But he tried a number of other devices beforehand, different saws, and it just wasn't working.
Great product placement for the black and decker fret saw. Yeah.
So he's done, so he's quite fun anyway. He seems to be quite an entertaining chap.
So at one point when he was in the army, there was a ball, I think, and he persuaded some of his fellow military men to procure a lively squirming piglet, cover it in tank grease, and slip it into a crowded ballroom, which is quite fun.
But another fun thing he did was he wanted to get into the SAS. Do you know about this? No.
So one of the tests to get into the SAS that he had to perform was to plan and try to execute a bank robbery. And so he was supposed to rob a branch of Barclays Bank.
And he went and he asked for a tour around Barclays Bank. And based on that, he went to a cafe afterwards and made detailed plans of the bank.
And that evening, the owner of that cafe called the police and said, a man who looks like he's pretending to be in the army has left here some very detailed plans of the local bank.
Can you please get on this? It was in the headline of The Times the next day was, Dodgy-looking man leaves behind plans of bank robbery. Although I don't think he was rejected from the SAS for that.
He also was almost James Bond, weirdly. Really? He auditioned for James Bond.
Cubby Broccoli got him in, and they auditioned 400 people, and he made it down to the last six. Okay.
Yeah, but then he got rejected immediately by Cubby Broccoli. Cubby Broccoli said that he looked like a farmer whose hands are too big and clumsy.
Well, his hands aren't too big anymore.
It's in such bad taste.
Lord Lucan, as well, was asked to audition for James Bond. Yeah, Lord Lucan.
Yeah.
He didn't go to it, but he was asked to go home, wasn't he? He was quite famous. Did he not go to it on account of being in Africa? He's doing quite a job of going undercover.
If this is part of his audition, I would say. He's done very well.
Also, because that's the one that Roger Moore then became James Bond for.
And I was reading in Craig Brown's book, One to One, that George Lazenby got the job of being James Bond by knowing that Cubby Broccoli was going for a haircut in a place and getting his haircut next to him and feigning ignorance about, oh, hi, how are you?
So, yeah, Martini. Like, he was like, yeah, yeah.
I have always wondered how the hell George Lasenby got the job.
So when Ranolph Fiennes and Lord Lucan were going for it, they lost the job to George Lazenby. No, to Roger Moore.
Oh, okay. All right, that's fine.
Well, you think it's extraordinary that anyone could have lost Lazenby. Yeah, he's the oldest guy to have climbed Everest.
Do you know how old? There have been older ones, haven't they?
Yeah, so he's the oldest British guy. Oh, yeah.
The oldest guy's Japanese. He was 80 when he got up there.

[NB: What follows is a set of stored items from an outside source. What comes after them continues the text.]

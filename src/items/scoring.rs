use super::types::Item;
use crate::character::{apply_recalculation, Hero, HeroClass};

/// Class affinity multiplier for an item. Applies when the item touches the
/// stat axis the class leans on.
pub fn class_weight(class: HeroClass, item: &Item) -> f64 {
    let stats = &item.stats;
    match class {
        HeroClass::Paladin if stats.def > 0 => 1.2,
        HeroClass::Berserker if stats.atk > 0 => 1.2,
        HeroClass::Assassin if stats.spd > 0 => 1.3,
        HeroClass::Elementalist | HeroClass::Priest if stats.mp > 0 => 1.3,
        _ => 1.0,
    }
}

pub fn weighted_score(class: HeroClass, item: &Item) -> f64 {
    item.score * class_weight(class, item)
}

/// Outcome of comparing a candidate against the equipped item.
#[derive(Debug, Clone, PartialEq)]
pub enum EquipDecision {
    /// Candidate should go in; `previous` is what it displaces.
    Replace { previous: Option<Item> },
    Keep,
}

impl EquipDecision {
    pub fn is_replace(&self) -> bool {
        matches!(self, EquipDecision::Replace { .. })
    }
}

/// Decides whether `item` should replace what `hero` has in that slot. Both
/// sides are scored with the hero's class weight; an empty slot scores zero.
/// Only a strictly higher score wins.
pub fn try_auto_equip(hero: &Hero, item: &Item) -> EquipDecision {
    let current = hero.equipment.get(item.slot);
    let new_score = weighted_score(hero.class, item);
    let current_score = current
        .map(|c| weighted_score(hero.class, c))
        .unwrap_or(0.0);

    if new_score > current_score {
        EquipDecision::Replace {
            previous: current.cloned(),
        }
    } else {
        EquipDecision::Keep
    }
}

/// Equips `item` if it wins [`try_auto_equip`], then recalculates stats.
/// Returns whether the item was equipped.
pub fn auto_equip_if_better(hero: &mut Hero, item: Item) -> bool {
    if !try_auto_equip(hero, &item).is_replace() {
        return false;
    }
    hero.equipment.set(item.slot, Some(item));
    apply_recalculation(hero);
    true
}

#[cfg(test)]
mod tests {
    use super::*;
    use crate::character::create_hero;
    use crate::items::{EquipmentSlot, Rarity, StatBonuses};
    use uuid::Uuid;

    fn item(slot: EquipmentSlot, stats: StatBonuses) -> Item {
        Item::new(Uuid::nil(), "Test".to_string(), slot, Rarity::Common, stats)
    }

    fn atk(n: u32) -> StatBonuses {
        StatBonuses {
            atk: n,
            ..StatBonuses::default()
        }
    }

    #[test]
    fn test_class_weights() {
        let def_item = item(
            EquipmentSlot::Body,
            StatBonuses {
                def: 5,
                ..StatBonuses::default()
            },
        );
        let mp_item = item(
            EquipmentSlot::Head,
            StatBonuses {
                hp: 10,
                mp: 5,
                ..StatBonuses::default()
            },
        );
        assert_eq!(class_weight(HeroClass::Paladin, &def_item), 1.2);
        assert_eq!(class_weight(HeroClass::Berserker, &def_item), 1.0);
        assert_eq!(class_weight(HeroClass::Priest, &mp_item), 1.3);
        assert_eq!(class_weight(HeroClass::Elementalist, &mp_item), 1.3);
        assert_eq!(class_weight(HeroClass::Ranger, &mp_item), 1.0);
    }

    #[test]
    fn test_empty_slot_accepts_scoring_item() {
        let hero = create_hero(1, HeroClass::Ranger);
        let decision = try_auto_equip(&hero, &item(EquipmentSlot::Weapon, atk(3)));
        assert_eq!(decision, EquipDecision::Replace { previous: None });
    }

    #[test]
    fn test_zero_score_item_never_equipped() {
        let hero = create_hero(1, HeroClass::Ranger);
        let junk = item(EquipmentSlot::Hands, StatBonuses::default());
        assert_eq!(try_auto_equip(&hero, &junk), EquipDecision::Keep);
    }

    #[test]
    fn test_tie_keeps_incumbent() {
        let mut hero = create_hero(1, HeroClass::Assassin);
        hero.equipment
            .set(EquipmentSlot::Weapon, Some(item(EquipmentSlot::Weapon, atk(10))));
        let same = item(EquipmentSlot::Weapon, atk(10));
        assert_eq!(try_auto_equip(&hero, &same), EquipDecision::Keep);
    }

    #[test]
    fn test_replace_reports_previous() {
        let mut hero = create_hero(1, HeroClass::Assassin);
        let old = item(EquipmentSlot::Weapon, atk(4));
        hero.equipment.set(EquipmentSlot::Weapon, Some(old.clone()));
        let decision = try_auto_equip(&hero, &item(EquipmentSlot::Weapon, atk(5)));
        assert_eq!(decision, EquipDecision::Replace { previous: Some(old) });
    }

    #[test]
    fn test_try_auto_equip_does_not_mutate() {
        let hero = create_hero(1, HeroClass::Paladin);
        let before = hero.clone();
        let _ = try_auto_equip(&hero, &item(EquipmentSlot::Weapon, atk(30)));
        assert_eq!(hero, before);
    }

    #[test]
    fn test_auto_equip_if_better_applies_stats() {
        let mut hero = create_hero(1, HeroClass::Berserker);
        assert!(auto_equip_if_better(&mut hero, item(EquipmentSlot::Weapon, atk(8))));
        assert_eq!(hero.stats.atk, 33.0);
        assert!(!auto_equip_if_better(&mut hero, item(EquipmentSlot::Weapon, atk(2))));
        assert_eq!(hero.stats.atk, 33.0);
    }

    #[test]
    fn test_weight_applies_to_incumbent_too() {
        // Equipped 5 def counts as 6.0 for a paladin
        let mut hero = create_hero(1, HeroClass::Paladin);
        let def_item = item(
            EquipmentSlot::Feet,
            StatBonuses {
                def: 5,
                ..StatBonuses::default()
            },
        );
        hero.equipment.set(EquipmentSlot::Feet, Some(def_item));
        let spd = |n| {
            item(
                EquipmentSlot::Feet,
                StatBonuses {
                    spd: n,
                    ..StatBonuses::default()
                },
            )
        };
        assert_eq!(try_auto_equip(&hero, &spd(5)), EquipDecision::Keep);
        assert!(try_auto_equip(&hero, &spd(7)).is_replace());
    }
}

And he spent half an hour up there, and he broke his own record. He was the oldest
previously. It was his third trip up there.
He went up there when he was 70. And there was this big thing about two days behind him in terms of trekking was an 81-year-old.
So he was going to be able to hold the record for two days. And then this 81-year-old was like,
on the way behind, but he didn't make it. Didn't make it.
Didn't make it. He didn't die, but he didn't make it.
I think there's two of them who keep beating each other's record, aren't there? Yeah.
I think. Because the last time this guy, the Japanese guy, he's called Miura, the last time he did it, they asked him, if the other guy beats you, are you going to try and do it again?
And he said, at this point, I could not think of anything but rest.
It must have been that kind of thing. Yeah, yeah, that's reverse psychology.
Trying to convince the other. No,
no, not interested. Nope.
Not for me.
Okay, time to move on to our third fact, and that's Chasinski.
My fact is that a Ryanair crew member recruited today could not possibly be the same height as a crew member from the first Ryanair cabin crew. Okay.
What does that mean?
So they do have height restrictions, don't they? Yeah, they do. So if you're recruited a day, you have to be at least five foot two to be in the crew now.
In 1985, on the first Ryanair flight, you had to be under 5'2 to work on it.
Under 5'2 ⁇ ? Less than 5'2 ⁇ . It's pretty short.
Seriously small. Because the planes were small.
It was because it was a tiny cabin. Yeah.
Yeah. So it was just crew tiny people.
Yeah. Yeah, but then the passengers.
God knows. I guess they just had to crouch.
Well, you're not standing throughout the whole flight. Oh, I don't know.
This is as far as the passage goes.